What to produce: Lines containing the word "derive" are to be copied from the data below.

[Saved data entries]
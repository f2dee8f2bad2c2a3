//! CLI command definitions and dispatch.
//!
//! Each subcommand is implemented in its own submodule:
//! - `build`: Full pipeline run
//! - `check`: Validation only, prints the work order
//! - `tools`: External tool checks
//! - `init`: Default config file creation

mod build;
mod check;
mod init;
mod tools;

use clap::{Args, Parser, Subcommand};
use std::path::{Path, PathBuf};
use tokio::runtime::Runtime;

use crate::config::{self, Config};
use crate::pipeline::PipelineConfig;

pub use build::cmd_build;
pub use check::cmd_check;
pub use init::cmd_init_config;
pub use tools::cmd_check_tools;

/// Kantan asset builder CLI
#[derive(Parser)]
#[command(author, version, about, long_about = None)]
pub struct Cli {
    #[command(subcommand)]
    pub command: Commands,
}

/// Available subcommands
#[derive(Subcommand)]
pub enum Commands {
    /// Validate an input directory, transcode audio, resize images and write tracks.json
    Build(PipelineArgs),
    /// Validate an input directory and print what a build would produce
    Check(PipelineArgs),
    /// Check that ffmpeg and the configured encoder are installed
    CheckTools {
        /// Encoder to look for (default: the configured codec)
        #[arg(long)]
        codec: Option<String>,
        /// Config file path
        #[arg(long, env = "KANTAN_CONFIG")]
        config: Option<PathBuf>,
    },
    /// Write a config file with every default spelled out
    InitConfig {
        /// Where to write (default: the user config directory)
        #[arg(long)]
        path: Option<PathBuf>,
        /// Overwrite an existing file
        #[arg(long)]
        force: bool,
    },
}

/// Options shared by `build` and `check`
#[derive(Args, Debug, Clone)]
pub struct PipelineArgs {
    /// Directory holding the audio, text and image sources
    pub input: PathBuf,
    /// Output root (default: the input directory)
    #[arg(short, long)]
    pub output: Option<PathBuf>,
    /// Reference transcript language, e.g. "en" or "en-US"
    #[arg(short, long)]
    pub reference: Option<String>,
    /// Config file path
    #[arg(long, env = "KANTAN_CONFIG")]
    pub config: Option<PathBuf>,
    /// Do not transcode audio
    #[arg(long)]
    pub skip_audio: bool,
    /// Do not derive cover/art images
    #[arg(long)]
    pub skip_images: bool,
    /// Concurrent transcode/resize requests (default: number of cores)
    #[arg(short, long)]
    pub jobs: Option<usize>,
}

/// Run the specified CLI command.
///
/// Returns `Ok(true)` if the command succeeded, `Ok(false)` if it ran but
/// found problems (validation errors, failed requests, missing tools).
pub fn run_command(cli: &Cli) -> anyhow::Result<bool> {
    match &cli.command {
        Commands::Build(args) => {
            let rt = Runtime::new()?;
            cmd_build(&rt, args)
        }
        Commands::Check(args) => cmd_check(args),
        Commands::CheckTools { codec, config } => {
            cmd_check_tools(codec.as_deref(), config.as_deref())
        }
        Commands::InitConfig { path, force } => {
            cmd_init_config(path.as_deref(), *force)?;
            Ok(true)
        }
    }
}

// ============================================================================
// Shared helper functions
// ============================================================================

/// Load the config file: an explicit path must exist and parse, the default
/// location falls back to built-in defaults.
pub(crate) fn load_config(path: Option<&Path>) -> anyhow::Result<Config> {
    match path {
        Some(p) => Ok(config::load_from(p)?),
        None => Ok(config::load()),
    }
}

/// Resolve command-line options on top of the config file.
pub(crate) fn resolve_pipeline_config(args: &PipelineArgs) -> anyhow::Result<PipelineConfig> {
    let mut config = load_config(args.config.as_deref())?;

    if let Some(reference) = &args.reference {
        config.text.reference_language = Some(reference.clone());
    }
    if let Some(jobs) = args.jobs {
        config.run.jobs = Some(jobs);
    }

    let input = &args.input;
    if !input.is_dir() {
        anyhow::bail!("Input directory {:?} does not exist", input);
    }
    let output = args.output.as_deref().unwrap_or(input);

    let mut resolved = PipelineConfig::from_config(&config, input, output)?;
    resolved.operations.transcode = !args.skip_audio;
    resolved.operations.images = !args.skip_images;
    Ok(resolved)
}

/// Print installation instructions for ffmpeg
pub(crate) fn print_ffmpeg_install_instructions(codec: &str) {
    eprintln!("ffmpeg with the {} encoder is required.", codec);
    eprintln!("Install ffmpeg:");
    eprintln!("  Windows: winget install Gyan.FFmpeg");
    eprintln!("  macOS:   brew install ffmpeg");
    eprintln!("  Linux:   apt install ffmpeg");
    if codec == "libfdk_aac" {
        eprintln!("libfdk_aac is not in most prebuilt packages; build ffmpeg with");
        eprintln!("  --enable-libfdk-aac --enable-nonfree");
        eprintln!("or set [encoding] codec = \"aac\" in the config file.");
    }
}

#[cfg(test)]
mod tests {
    use super::*;
    use clap::CommandFactory;

    #[test]
    fn test_cli_definition() {
        Cli::command().debug_assert();
    }

    #[test]
    fn test_build_args_parse() {
        let cli = Cli::try_parse_from([
            "kantan-assets",
            "build",
            "/in",
            "-o",
            "/out",
            "-r",
            "en",
            "--skip-images",
            "-j",
            "4",
        ])
        .unwrap();

        let Commands::Build(args) = cli.command else {
            panic!("expected build");
        };
        assert_eq!(args.input, PathBuf::from("/in"));
        assert_eq!(args.output, Some(PathBuf::from("/out")));
        assert_eq!(args.reference.as_deref(), Some("en"));
        assert!(args.skip_images);
        assert!(!args.skip_audio);
        assert_eq!(args.jobs, Some(4));
    }

    #[test]
    fn test_resolve_overrides_config() {
        let dir = tempfile::tempdir().unwrap();
        let config_path = dir.path().join("config.toml");
        std::fs::write(&config_path, "[text]\nreference_language = \"jp\"\n").unwrap();

        let args = PipelineArgs {
            input: dir.path().to_path_buf(),
            output: None,
            reference: Some("en".to_string()),
            config: Some(config_path),
            skip_audio: true,
            skip_images: false,
            jobs: Some(3),
        };
        let resolved = resolve_pipeline_config(&args).unwrap();

        assert_eq!(
            resolved.reference_language.map(|l| l.key()),
            Some("en".to_string())
        );
        assert_eq!(resolved.jobs, 3);
        assert_eq!(resolved.output_dir, dir.path());
        assert!(!resolved.operations.transcode);
        assert!(resolved.operations.images);
    }

    #[test]
    fn test_explicit_config_must_exist() {
        let dir = tempfile::tempdir().unwrap();
        let args = PipelineArgs {
            input: dir.path().to_path_buf(),
            output: None,
            reference: None,
            config: Some(dir.path().join("missing.toml")),
            skip_audio: false,
            skip_images: false,
            jobs: None,
        };
        assert!(resolve_pipeline_config(&args).is_err());
    }
}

Expected output:
#[derive(Parser)]
#[derive(Subcommand)]
#[derive(Args, Debug, Clone)]
    /// Do not derive cover/art images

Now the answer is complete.